Published:September 23, 2021DOI:https://doi.org/10.1016/j.jcjo.2021.08.008
      Syphilis is a spirochete infection transmitted through intercourse or congenital infection. Despite declining incidence since the 1990s, ocular syphilis has re-emerged in developed countries.
      • Oliver SE
      • Aubin M
      • Atwell L
      • et al.
      Ocular syphilis - eight jurisdictions United States, 2014-2015.
      We describe 5 distinct presentations of ocular syphilis to promote recognition of this increasingly prevalent disease.
      Case 1, a 58-year-old man, presented with 3 weeks of worsening vision. Initial assessment showed best-corrected visual acuity (BCVA) of 20/260 OD and 20/800 OS with bilateral subfoveal fluid and trace vitreous cells. Oral prednisone 60mg daily was initiated for presumed Vogt–Koyanagi–Harada disease, and the patient was referred when poor vision persisted despite improved subretinal fluid.
      Fundus examination showed bilateral yellow-white macular lesions with submacular fluid and attenuation of the ellipsoid zone (Fig. 1A–C). Detailed history taking elicited unprotected same-sex intercourse, oral ulcers (previously biopsied by an oral surgeon), and hearing loss. Acute syphilitic posterior placoid chorioretinitis was diagnosed following positive anti-treponema IgG and IgM titres, rapid plasma reagin (RPR) titres of 1:128 units, and reactive Treponema pallidum particle agglutination (TP-PA). Intravenous aqueous crystalline penicillin G was initiated, and prednisone was tapered over 2 months. Vision improved to 20/25 OD and 20/30 OS.
      Fig 1
      Fig. 1Case 1 demonstrates acute posterior placoid syphilitic chorioretinitis. Bilateral symmetric yellow-white macular lesions (A, B) were seen in the posterior pole. Optical coherence tomography demonstrates subfoveal fluid with disruption of the retinal pigment epithelium and outer retinal layers in both eyes (C). Case 2 (D) and case 3 (E) presented with syphilitic retinitis displaying vitritis, retinal whitening, and anterior chamber inflammation. Part D shows right eye vitritis and peripheral granular retinal infiltrates (not visible here). Part E shows temporal retinitis with associated retinal hemorrhage with inflammatory precipitates along the posterior hyaloid.
      Case 2, a 56-year-old HIV-positive man on antiretroviral therapy (ART), presented with 1 week of blurred vision OD. BCVA was 20/200 OD with anterior chamber inflammation, moderate vitritis, and peripheral granular retinal infiltrates (Fig. 1D). Acute retinal necrosis was suspected, and oral valaciclovir was initiated alongside difluprednate eye drops. Serum testing for syphilis was performed given the patient’s HIV-positive status. Aqueous aspiration was negative for herpes simplex virus, varicella-zoster virus, and cytomegalovirus infection by polymerase chain reaction (PCR). Within 1 week of presentation, blood work showed positive RPR titres of 1:256 and reactive TP-PA and syphilis IgG titres. Valaciclovir was discontinued and intravenous aqueous crystalline penicillin G treatment commenced. Final BCVA measured 20/25 OD with resolution of inflammation.
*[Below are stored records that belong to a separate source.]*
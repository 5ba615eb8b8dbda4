/// The four outward-facing outcomes the engine ever surfaces to `run`'s
/// caller. Every lower-level failure (network, auth, not-found-at-commit)
/// is translated into one of these according to where in the attempt state
/// machine it occurred.
#[derive(Debug, thiserror::Error)]
pub enum TransactionError {
    #[error("transaction failed: {0}")]
    Failed(#[source] StoreError),
    #[error("transaction expired before it could complete")]
    Expired,
    #[error("transaction reached commit but the outcome is unknown: {0}")]
    CommitAmbiguous(#[source] StoreError),
    #[error("transaction committed but a post-commit step failed: {0}")]
    FailedPostCommit(#[source] StoreError),
}

/// Failure surfaced by a [`crate::store::DocumentStore`] implementation.
#[derive(Debug, thiserror::Error)]
pub enum StoreError {
    #[error("document not found")]
    NotFound,
    #[error("document already exists")]
    AlreadyExists,
    #[error("CAS mismatch")]
    CasMismatch,
    #[error("document is locked by another operation")]
    Locked,
    #[error("transport or protocol error: {0}")]
    Transport(String),
    #[error("query service error: {0}")]
    Query(String),
}

impl StoreError {
    /// Whether a failed KV call during an attempt should send the attempt
    /// into rollback (as opposed to being retried transparently within the
    /// same operation).
    pub fn requires_rollback(&self) -> bool {
        !matches!(self, StoreError::Locked)
    }
}
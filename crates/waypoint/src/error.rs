/// Flat error enum aggregating every sub-crate's error type behind one
/// `#[from]`-derived surface instead of a bespoke wrapper per call site.
#[derive(Debug, thiserror::Error)]
pub enum Error {
    #[error(transparent)]
    Connection(#[from] waypoint_topology::Error),

    #[error(transparent)]
    Session(#[from] waypoint_net::Error),

    #[error(transparent)]
    Http(#[from] waypoint_http::Error),

    #[error(transparent)]
    Wire(#[from] waypoint_wire::Error),

    #[error(transparent)]
    Transaction(#[from] waypoint_txn::TransactionError),

    #[error("request exceeded its deadline: {0:?}")]
    TimedOut(waypoint_retry::TimeoutKind),

    #[error("no healthy node offers the {0:?} service")]
    NoHealthyEndpoint(waypoint_topology::ServiceType),

    #[error("bucket {0:?} is not open")]
    BucketNotOpen(String),

    #[error("malformed cluster configuration: {0}")]
    MalformedClusterConfig(String),

    #[error("server returned status {0:?}")]
    UnexpectedStatus(waypoint_wire::Status),

    #[error("json error: {0}")]
    Json(#[from] serde_json::Error),
}

impl<E> From<waypoint_retry::RetryOutcome<E>> for Error
where
    Error: From<E>,
{
    fn from(outcome: waypoint_retry::RetryOutcome<E>) -> Self {
        match outcome {
            waypoint_retry::RetryOutcome::Failed(err) => Error::from(err),
            waypoint_retry::RetryOutcome::TimedOut(kind) => Error::TimedOut(kind),
        }
    }
}
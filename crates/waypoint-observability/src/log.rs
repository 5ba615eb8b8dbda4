use serde::{Deserialize, Serialize};
use std::collections::BTreeMap;

/// A structured log record (timestamp, level, message, supplemental fields)
/// used by the orphan-response and threshold reporters to emit one
/// JSON-serializable record per finding instead of free-form string
/// interpolation.
#[derive(Debug, Clone, Serialize, Deserialize)]
pub struct OperationLog {
    pub ts_unix_nanos: u128,
    pub level: LogLevel,
    pub message: String,
    #[serde(default, skip_serializing_if = "BTreeMap::is_empty")]
    pub fields: BTreeMap<String, serde_json::Value>,
}

#[derive(Debug, Clone, Copy, Serialize, Deserialize)]
#[serde(rename_all = "lowercase")]
pub enum LogLevel {
    Trace,
    Debug,
    Info,
    Warn,
    Error,
}

impl OperationLog {
    pub fn new(level: LogLevel, message: impl Into<String>) -> Self {
        OperationLog {
            ts_unix_nanos: std::time::SystemTime::now()
                .duration_since(std::time::UNIX_EPOCH)
                .unwrap_or_default()
                .as_nanos(),
            level,
            message: message.into(),
            fields: BTreeMap::new(),
        }
    }

    pub fn with_field(mut self, key: impl Into<String>, value: impl Into<serde_json::Value>) -> Self {
        self.fields.insert(key.into(), value.into());
        self
    }
}
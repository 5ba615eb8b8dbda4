use crate::cluster::Cluster;
use crate::model::{DiagnosticsReport, PingResult, PingState, SessionDiagnostics};
use std::time::{Duration, Instant};
use uuid::Uuid;
use waypoint_http::{HttpRequest, Service};
use waypoint_topology::ServiceType;
use waypoint_wire::{DataType, Frame, FramingExtras, Magic, Opcode};

impl Cluster {
    /// A frozen snapshot of every currently dialed session. Unlike
    /// [`Cluster::ping`] this never touches the network: it only reports
    /// already-known session state.
    pub async fn diagnostics(&self, report_id: Option<String>) -> DiagnosticsReport {
        let report_id = report_id.unwrap_or_else(|| Uuid::new_v4().to_string());
        let mut sessions = Vec::new();

        let buckets: Vec<_> = self.buckets.lock().await.values().cloned().collect();
        for bucket in buckets {
            let map = bucket.router.current();
            for (idx, session) in bucket.open_sessions().await {
                let remote = map
                    .nodes
                    .get(idx)
                    .and_then(|n| n.endpoint(ServiceType::KeyValue, self.tls))
                    .unwrap_or_else(|| "unknown".to_string());
                sessions.push(SessionDiagnostics {
                    service: "kv".to_string(),
                    local: None,
                    remote,
                    last_activity: None,
                    state: format!("{:?}", session.state()),
                    namespace: Some(bucket.name().to_string()),
                });
            }
        }

        DiagnosticsReport {
            report_id,
            sdk_version: env!("CARGO_PKG_VERSION").to_string(),
            sessions,
        }
    }

    /// Round-trip every open KV session with a NOOP and every service with a
    /// healthy-looking node with a lightweight HTTP request.
    pub async fn ping(&self, report_id: Option<String>) -> Vec<PingResult> {
        let report_id = report_id.unwrap_or_else(|| Uuid::new_v4().to_string());
        tracing::debug!(report_id, "starting ping sweep");
        let mut results = Vec::new();

        let buckets: Vec<_> = self.buckets.lock().await.values().cloned().collect();
        for bucket in buckets {
            let map = bucket.router.current();
            for (idx, session) in bucket.open_sessions().await {
                let remote = map
                    .nodes
                    .get(idx)
                    .and_then(|n| n.endpoint(ServiceType::KeyValue, self.tls))
                    .unwrap_or_else(|| "unknown".to_string());
                results.push(
                    ping_kv(
                        &session,
                        remote,
                        bucket.name().to_string(),
                        self.options.kv_timeout,
                    )
                    .await,
                );
            }
        }

        for service in [
            ServiceType::Query,
            ServiceType::Analytics,
            ServiceType::Search,
            ServiceType::Views,
        ] {
            if let Some(endpoint) = self.router.select_endpoint(service, |_| true) {
                results.push(self.ping_http(service, &endpoint).await);
            }
        }

        results
    }

    async fn ping_http(&self, service: ServiceType, endpoint: &str) -> PingResult {
        let http_service = match service {
            ServiceType::Query => Service::Query,
            ServiceType::Analytics => Service::Analytics,
            ServiceType::Search => Service::Search,
            ServiceType::Views => Service::Views,
            ServiceType::Management => Service::Management,
            ServiceType::Eventing => Service::Eventing,
            ServiceType::KeyValue => unreachable!("key-value is pinged over the binary protocol"),
        };
        let start = Instant::now();
        let request = HttpRequest::new(reqwest::Method::GET, "/");
        let state = match self
            .http_pool
            .send(http_service, endpoint, request, self.options.management_timeout)
            .await
        {
            Ok(_) => PingState::Ok,
            Err(waypoint_http::Error::Transport(err)) if err.is_timeout() => PingState::Timeout,
            Err(_) => PingState::Error,
        };
        PingResult {
            service: format!("{service:?}"),
            remote: endpoint.to_string(),
            state,
            latency: start.elapsed(),
            namespace: None,
        }
    }
}

async fn ping_kv(
    session: &waypoint_net::Session,
    remote: String,
    bucket: String,
    timeout: Duration,
) -> PingResult {
    let frame = Frame {
        magic: Magic::Request,
        opcode: Opcode::Noop,
        data_type: DataType::empty(),
        vbucket_or_status: 0,
        opaque: 0,
        cas: 0,
        framing_extras: FramingExtras::default(),
        extras: bytes::Bytes::new(),
        key: bytes::Bytes::new(),
        value: bytes::Bytes::new(),
    };
    let start = Instant::now();
    let state = match session.send(frame, timeout).await {
        Ok(response) if response.status().is_success() => PingState::Ok,
        Ok(_) => PingState::Error,
        Err(waypoint_net::Error::Timeout) => PingState::Timeout,
        Err(_) => PingState::Error,
    };
    PingResult {
        service: "kv".to_string(),
        remote,
        state,
        latency: start.elapsed(),
        namespace: Some(bucket),
    }
}
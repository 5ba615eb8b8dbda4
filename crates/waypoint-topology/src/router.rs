use crate::map::ServiceType;
use crate::ClusterMap;
use std::sync::atomic::{AtomicUsize, Ordering};
use std::sync::{Arc, RwLock};
use tokio::sync::watch;

/// Owns the current `ClusterMap` for one bucket (or the pre-bucket-open
/// cluster-level config) and resolves routing decisions against it.
///
/// Reads are wait-free: callers clone the held `Arc` for the duration of one
/// operation. Updates are serialized by whichever task calls
/// [`Router::update`] (normally the session that received the new config on
/// its server-push channel).
pub struct Router {
    state: RwLock<Arc<ClusterMap>>,
    changed: watch::Sender<Arc<ClusterMap>>,
    round_robin: AtomicUsize,
    tls: bool,
}

impl Router {
    pub fn new(initial: ClusterMap, tls: bool) -> Self {
        let initial = Arc::new(initial);
        let (changed, _) = watch::channel(initial.clone());
        Router {
            state: RwLock::new(initial),
            changed,
            round_robin: AtomicUsize::new(0),
            tls,
        }
    }

    pub fn current(&self) -> Arc<ClusterMap> {
        self.state.read().unwrap().clone()
    }

    /// Subscribe to topology changes, used by sessions (`waypoint-net`) to
    /// notice when the node list they're attached to has moved.
    pub fn subscribe(&self) -> watch::Receiver<Arc<ClusterMap>> {
        self.changed.subscribe()
    }

    /// Apply `new` if its revision is strictly greater than the held map's.
    /// Returns whether the swap happened.
    #[tracing::instrument(skip(self, new), fields(new_revision = ?new.revision))]
    pub fn update(&self, new: ClusterMap) -> bool {
        let mut guard = self.state.write().unwrap();
        if !guard.should_replace_with(&new) {
            tracing::debug!(held = ?guard.revision, "discarding stale cluster map");
            return false;
        }
        let new = Arc::new(new);
        *guard = new.clone();
        drop(guard);
        let _ = self.changed.send(new);
        true
    }

    pub fn select_node_for_key(&self, key: &[u8]) -> Option<(usize, u16)> {
        self.current().select_node_for_key(key)
    }

    /// Pick one endpoint of `service` among nodes reported healthy by
    /// `is_healthy` (normally backed by a per-node `CircuitBreaker`), using
    /// round robin to spread load across the remainder.
    pub fn select_endpoint(
        &self,
        service: ServiceType,
        is_healthy: impl Fn(usize) -> bool,
    ) -> Option<String> {
        let map = self.current();
        let candidates: Vec<(usize, &crate::map::Node)> = map
            .nodes
            .iter()
            .enumerate()
            .filter(|(idx, node)| node.endpoint(service, self.tls).is_some() && is_healthy(*idx))
            .collect();
        if candidates.is_empty() {
            return None;
        }
        let pick = self.round_robin.fetch_add(1, Ordering::Relaxed) % candidates.len();
        let (_, node) = candidates[pick];
        node.endpoint(service, self.tls)
    }
}

#[cfg(test)]
mod tests {
    use super::*;
    use crate::map::{Node, Revision};
    use std::collections::HashMap;

    fn node_with(service: ServiceType, port: u16) -> Node {
        let mut ports = HashMap::new();
        ports.insert(service, port);
        Node {
            hostname: "127.0.0.1".to_string(),
            ports,
            tls_ports: HashMap::new(),
        }
    }

    fn map(rev: u64, nodes: Vec<Node>) -> ClusterMap {
        ClusterMap {
            revision: Revision { epoch: 0, rev },
            nodes,
            vbuckets: None,
            cluster_capabilities: vec![],
            bucket_capabilities: vec![],
        }
    }

    #[test]
    fn update_discards_non_increasing_revisions() {
        let router = Router::new(map(5, vec![]), false);
        assert!(!router.update(map(5, vec![])));
        assert!(!router.update(map(4, vec![])));
        assert!(router.update(map(6, vec![])));
        assert_eq!(router.current().revision.rev, 6);
    }

    #[test]
    fn select_endpoint_round_robins_over_healthy_nodes() {
        let nodes = vec![
            node_with(ServiceType::Query, 8093),
            node_with(ServiceType::Query, 8094),
        ];
        let router = Router::new(map(1, nodes), false);
        let mut seen = std::collections::HashSet::new();
        for _ in 0..4 {
            seen.insert(router.select_endpoint(ServiceType::Query, |_| true).unwrap());
        }
        assert_eq!(seen.len(), 2);
    }

    #[test]
    fn select_endpoint_skips_unhealthy_nodes() {
        let nodes = vec![
            node_with(ServiceType::Query, 8093),
            node_with(ServiceType::Query, 8094),
        ];
        let router = Router::new(map(1, nodes), false);
        let endpoint = router
            .select_endpoint(ServiceType::Query, |idx| idx == 1)
            .unwrap();
        assert!(endpoint.ends_with("8094"));
    }
}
      Case 3, a 45-year-old man, presented with 2 weeks of painful vision loss OS. BCVA measured 20/200 OS with hypopyon, retinal whitening, and vasculitis concerning for viral retinitis (Fig. 1E). Aqueous humour was sampled for viral PCR, and oral valaciclovir was initiated with difluprednate eye drops. Retinitis progression was noted the following day, prompting intravitreal ganciclovir 2mg/0.05mL. Blood work identified acute syphilis infection with an RPR titre of 1:512, and HIV infection with 201 CD4+ cells/uL. Lumbar puncture demonstrated pleocytosis with reactive RPR and TP-PA titres. The patient disclosed heterosexual extramarital intercourse associated with previous pruritic eruptions on his scrotum, torso, and palms. Aqueous PCR was negative for viruses, and valacyclovir was discontinued. Retinitis stabilized following intravenous aqueous crystalline penicillin G treatment and highly active ART (HAART) initiation. The patient required topical steroids to treat persistent cystoid macular edema (CME). Final BCVA was 20/30 OS.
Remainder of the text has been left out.